** Opening INPUT DATA block **

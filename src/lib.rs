// src/lib.rs

pub mod config;
pub mod connection;
pub mod core;
pub mod server;
// tests/integration/reload_test.rs

//! Credential reloads against a running gateway.

use super::test_helpers::*;
use respgate::config::Config;
use respgate::core::protocol::RespFrame;
use respgate::core::{CredentialStore, UpstreamDialer};
use respgate::core::state::GatewayState;
use respgate::server::{load_initial_credentials, reload_credentials};
use std::sync::Arc;
use std::time::Duration;
use tempfile::NamedTempFile;

fn write_file(file: &NamedTempFile, contents: &str) {
    std::fs::write(file.path(), contents).unwrap();
}

#[tokio::test]
async fn test_reload_applies_to_new_sessions() {
    let upstream = MockUpstream::start(MockBehavior::default()).await;
    let file = NamedTempFile::new().unwrap();
    write_file(&file, r#"{"tenant": {"dbIndex": "1"}}"#);

    let mut config = TestGateway::config_for(upstream.addr);
    config.credentials_file = Some(file.path().to_string_lossy().to_string());
    let gateway = TestGateway::start(config, credentials(&[("tenant", "1")])).await;

    let mut first = gateway.connect().await;
    assert_eq!(first.command(&["AUTH", "tenant"]).await, ok());
    assert_eq!(first.command(&["PING"]).await, RespFrame::SimpleString("PONG".into()));

    write_file(&file, r#"{"tenant": {"dbIndex": "2"}, "other": {"dbIndex": "3"}}"#);
    assert_eq!(reload_credentials(&gateway.state).await.unwrap(), 2);

    let mut second = gateway.connect().await;
    assert_eq!(second.command(&["AUTH", "tenant"]).await, ok());
    assert_eq!(second.command(&["PING"]).await, RespFrame::SimpleString("PONG".into()));

    let log = upstream.commands();
    assert_eq!(log.len(), 2);
    assert_eq!(log[0][1], vec!["SELECT".to_string(), "1".to_string()]);
    assert_eq!(log[1][1], vec!["SELECT".to_string(), "2".to_string()]);
}

#[tokio::test]
async fn test_invalid_reload_keeps_previous_snapshot() {
    let file = NamedTempFile::new().unwrap();
    write_file(&file, r#"{"tenant": {"dbIndex": "4"}}"#);

    let mut config = Config::default();
    config.credentials_file = Some(file.path().to_string_lossy().to_string());
    let state = GatewayState::new(
        config,
        Arc::new(CredentialStore::default()),
        Arc::new(UpstreamDialer::new(Duration::from_secs(1))),
    );

    assert_eq!(reload_credentials(&state).await.unwrap(), 1);
    assert_eq!(state.credentials.lookup(b"tenant"), Some("4".to_string()));

    write_file(&file, r#"{"tenant": {"dbIndex": "four"}}"#);
    assert!(reload_credentials(&state).await.is_err());
    assert_eq!(state.credentials.lookup(b"tenant"), Some("4".to_string()));

    write_file(&file, "not json");
    assert!(reload_credentials(&state).await.is_err());
    assert_eq!(state.credentials.len(), 1);
}

#[tokio::test]
async fn test_reload_without_credentials_file_is_a_no_op() {
    let state = GatewayState::new(
        Config::default(),
        Arc::new(CredentialStore::new(credentials(&[("tenant", "1")]))),
        Arc::new(UpstreamDialer::new(Duration::from_secs(1))),
    );
    assert_eq!(reload_credentials(&state).await.unwrap(), 1);
    assert_eq!(state.credentials.lookup(b"tenant"), Some("1".to_string()));
}

#[tokio::test]
async fn test_startup_without_credentials_file_uses_empty_store() {
    init_tracing();
    let store = load_initial_credentials(&Config::default()).await.unwrap();
    assert!(store.is_empty());
    assert_eq!(store.lookup(b"tenant"), None);
}

#[tokio::test]
async fn test_startup_loads_and_validates_credentials_file() {
    let file = NamedTempFile::new().unwrap();
    write_file(&file, r#"{"tenant": {"dbIndex": "5"}}"#);
    let mut config = Config::default();
    config.credentials_file = Some(file.path().to_string_lossy().to_string());

    let store = load_initial_credentials(&config).await.unwrap();
    assert_eq!(store.lookup(b"tenant"), Some("5".to_string()));

    write_file(&file, r#"{"tenant": {"dbIndex": "five"}}"#);
    assert!(load_initial_credentials(&config).await.is_err());
}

** Closing INPUT DATA block **

● **PROBLEM DESCRIPTION**: Go through the data and show each line that holds "SELECT".

● **OUTPUT OF THE TASK**:
    assert_eq!(log[0][1], vec!["SELECT".to_string(), "1".to_string()]);
    assert_eq!(log[1][1], vec!["SELECT".to_string(), "2".to_string()]);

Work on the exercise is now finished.